WHAT NEEDS TO BE DONE:
Go through the records below and show every line with the string "ExtractedPage".

Stored items:
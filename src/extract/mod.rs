//! Content extraction
//!
//! Turns a fetched HTML page into a title, cleaned body text and three link
//! sets:
//! - plain links, followed at `depth + 1`
//! - attachment candidates, promoted to the priority queue
//! - possible attachment pages, scanned shallowly
//!
//! Parsing never fails: malformed markup degrades to whatever the HTML5
//! parser recovers, and an empty page yields the placeholder title with no
//! links.

mod heuristics;
mod links;
mod text;

pub use heuristics::{clean_json_href, sudyfile_title};
pub use links::{collect_candidates, document_base, resolve_link, LinkCandidate};
pub use text::{collapse_whitespace, extract_body_text, extract_title, trim_site_suffix, UNTITLED};

use std::collections::HashSet;

use regex::Regex;
use scraper::{Html, Selector};
use url::Url;

use crate::config::ExtractConfig;
use crate::output::AnchorText;
use crate::resource::{Classifier, DocumentInfo};
use crate::url::{normalize, Scope};
use crate::{ConfigError, ConfigResult};

/// Most anchor texts kept per page
const MAX_ANCHOR_TEXTS: usize = 200;

/// Why a link was taken for an attachment
#[derive(Debug, Clone, Copy, PartialEq, Eq, Hash)]
pub enum AttachmentSignal {
    /// The URL itself classifies as a document
    UrlShape,
    /// Anchor text, title or `download` attribute announce a file
    AnchorKeyword,
    /// A file-type icon sits in or next to the anchor
    IconHint,
    /// The anchor is listed in an attachment table
    TableContext,
    /// The URL matches a known attachment path of the target sites
    SitePattern,
    /// Source of an embedded PDF player or document viewer
    EmbeddedViewer,
}

/// A plain outgoing link
#[derive(Debug, Clone, PartialEq, Eq)]
pub struct DiscoveredLink {
    /// Normalized, in-scope URL
    pub url: Url,
    pub anchor_text: Option<String>,
}

/// A link believed to lead to a downloadable file
#[derive(Debug, Clone, PartialEq)]
pub struct AttachmentLink {
    /// Normalized, in-scope URL
    pub url: Url,
    pub anchor_text: Option<String>,
    /// Text of the surrounding list item, paragraph or cell
    pub context: Option<String>,
    /// Set when the URL (query included) classifies as a document
    pub document: Option<DocumentInfo>,
    pub signal: AttachmentSignal,
}

/// Everything pulled out of one page
#[derive(Debug, Clone, Default)]
pub struct ExtractedPage {
    pub title: String,
    pub body_text: String,
    pub links: Vec<DiscoveredLink>,
    pub attachment_links: Vec<AttachmentLink>,
    pub possible_attachment_pages: Vec<Url>,
    /// Anchors of the page, in scope or not
    pub anchor_texts: Vec<AnchorText>,
}

/// Page extractor configured for one crawl run
#[derive(Debug, Clone)]
pub struct Extractor {
    scope: Scope,
    classifier: Classifier,
    title_suffixes: Vec<String>,
    attachment_paths: Vec<Regex>,
    attachment_pages: Vec<Regex>,
}

impl Extractor {
    pub fn new(config: &ExtractConfig, scope: Scope, classifier: Classifier) -> ConfigResult<Self> {
        Ok(Self {
            scope,
            classifier,
            title_suffixes: config.title_suffixes.clone(),
            attachment_paths: compile(&config.attachment_path_patterns)?,
            attachment_pages: compile(&config.attachment_page_patterns)?,
        })
    }

    /// Returns true if the URL looks like an article page that carries attachments
    pub fn is_possible_attachment_page(&self, url: &Url) -> bool {
        self.attachment_pages.iter().any(|re| re.is_match(url.as_str()))
    }

    fn is_attachment_path(&self, url: &Url) -> bool {
        self.attachment_paths.iter().any(|re| re.is_match(url.as_str()))
    }

    /// Extracts title, text and links from a page
    ///
    /// # Arguments
    ///
    /// * `html` - The decoded page
    /// * `page_url` - URL the page was fetched from, used as the link base
    ///   unless the page declares `<base href>`
    pub fn extract(&self, html: &str, page_url: &Url) -> ExtractedPage {
        let document = Html::parse_document(html);
        let base = document_base(&document, page_url);

        let title = extract_title(&document, &self.title_suffixes);
        let body_text = extract_body_text(&document);
        let anchor_texts = collect_anchor_texts(&document, &base);
        let candidates = collect_candidates(&document, &base);

        let mut page = ExtractedPage {
            title,
            body_text,
            anchor_texts,
            ..ExtractedPage::default()
        };
        self.sort_candidates(candidates, &mut page);
        page
    }

    /// Splits candidates into the three link sets
    ///
    /// Attachment evidence anywhere on the page wins over a plain listing
    /// of the same URL.
    fn sort_candidates(&self, candidates: Vec<LinkCandidate>, page: &mut ExtractedPage) {
        let mut classified = Vec::with_capacity(candidates.len());
        let mut attachment_urls = HashSet::new();

        for candidate in candidates {
            let Ok(normalized) = normalize(&candidate.url) else {
                continue;
            };
            if !self.scope.contains(&normalized) {
                tracing::trace!("Out of scope: {}", normalized);
                continue;
            }

            let document = self.classifier.classify(candidate.url.as_str());
            let signal = if document.is_some() {
                Some(AttachmentSignal::UrlShape)
            } else if candidate.markup_signal.is_some() {
                candidate.markup_signal
            } else if self.is_attachment_path(&candidate.url) {
                Some(AttachmentSignal::SitePattern)
            } else {
                None
            };

            if signal.is_some() {
                attachment_urls.insert(normalized.to_string());
            }
            classified.push((normalized, candidate, document, signal));
        }

        let mut seen = HashSet::new();
        for (url, candidate, document, signal) in classified {
            let key = url.to_string();

            if let Some(signal) = signal {
                if seen.insert(key.clone()) {
                    page.attachment_links.push(AttachmentLink {
                        url,
                        anchor_text: candidate.anchor_text,
                        context: candidate.context,
                        document,
                        signal,
                    });
                } else if let Some(existing) =
                    page.attachment_links.iter_mut().find(|a| a.url.as_str() == key)
                {
                    if existing.anchor_text.is_none() {
                        existing.anchor_text = candidate.anchor_text;
                    }
                    if existing.document.is_none() {
                        existing.document = document;
                    }
                }
                continue;
            }

            if attachment_urls.contains(&key) || !seen.insert(key) {
                continue;
            }

            if self.is_possible_attachment_page(&url) {
                page.possible_attachment_pages.push(url);
            } else {
                page.links.push(DiscoveredLink {
                    url,
                    anchor_text: candidate.anchor_text,
                });
            }
        }
    }
}

fn compile(patterns: &[String]) -> ConfigResult<Vec<Regex>> {
    patterns
        .iter()
        .map(|p| {
            Regex::new(p)
                .map_err(|e| ConfigError::InvalidPattern(format!("Invalid regex '{}': {}", p, e)))
        })
        .collect()
}

fn collect_anchor_texts(document: &Html, base: &Url) -> Vec<AnchorText> {
    let Ok(selector) = Selector::parse("a[href]") else {
        return Vec::new();
    };

    let mut seen = HashSet::new();
    document
        .select(&selector)
        .filter_map(|anchor| {
            let text = text::element_text(anchor);
            let href = anchor.value().attr("href")?;
            let href = clean_json_href(href).unwrap_or_else(|| href.to_string());
            let url = resolve_link(&href, base)?;
            Some(AnchorText {
                text,
                href: url.to_string(),
            })
        })
        .filter(|anchor| !anchor.text.is_empty())
        .filter(|anchor| seen.insert((anchor.text.clone(), anchor.href.clone())))
        .take(MAX_ANCHOR_TEXTS)
        .collect()
}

FINISHED EXERCISE:
pub struct ExtractedPage {
    pub fn extract(&self, html: &str, page_url: &Url) -> ExtractedPage {
        let mut page = ExtractedPage {
            ..ExtractedPage::default()
    fn sort_candidates(&self, candidates: Vec<LinkCandidate>, page: &mut ExtractedPage) {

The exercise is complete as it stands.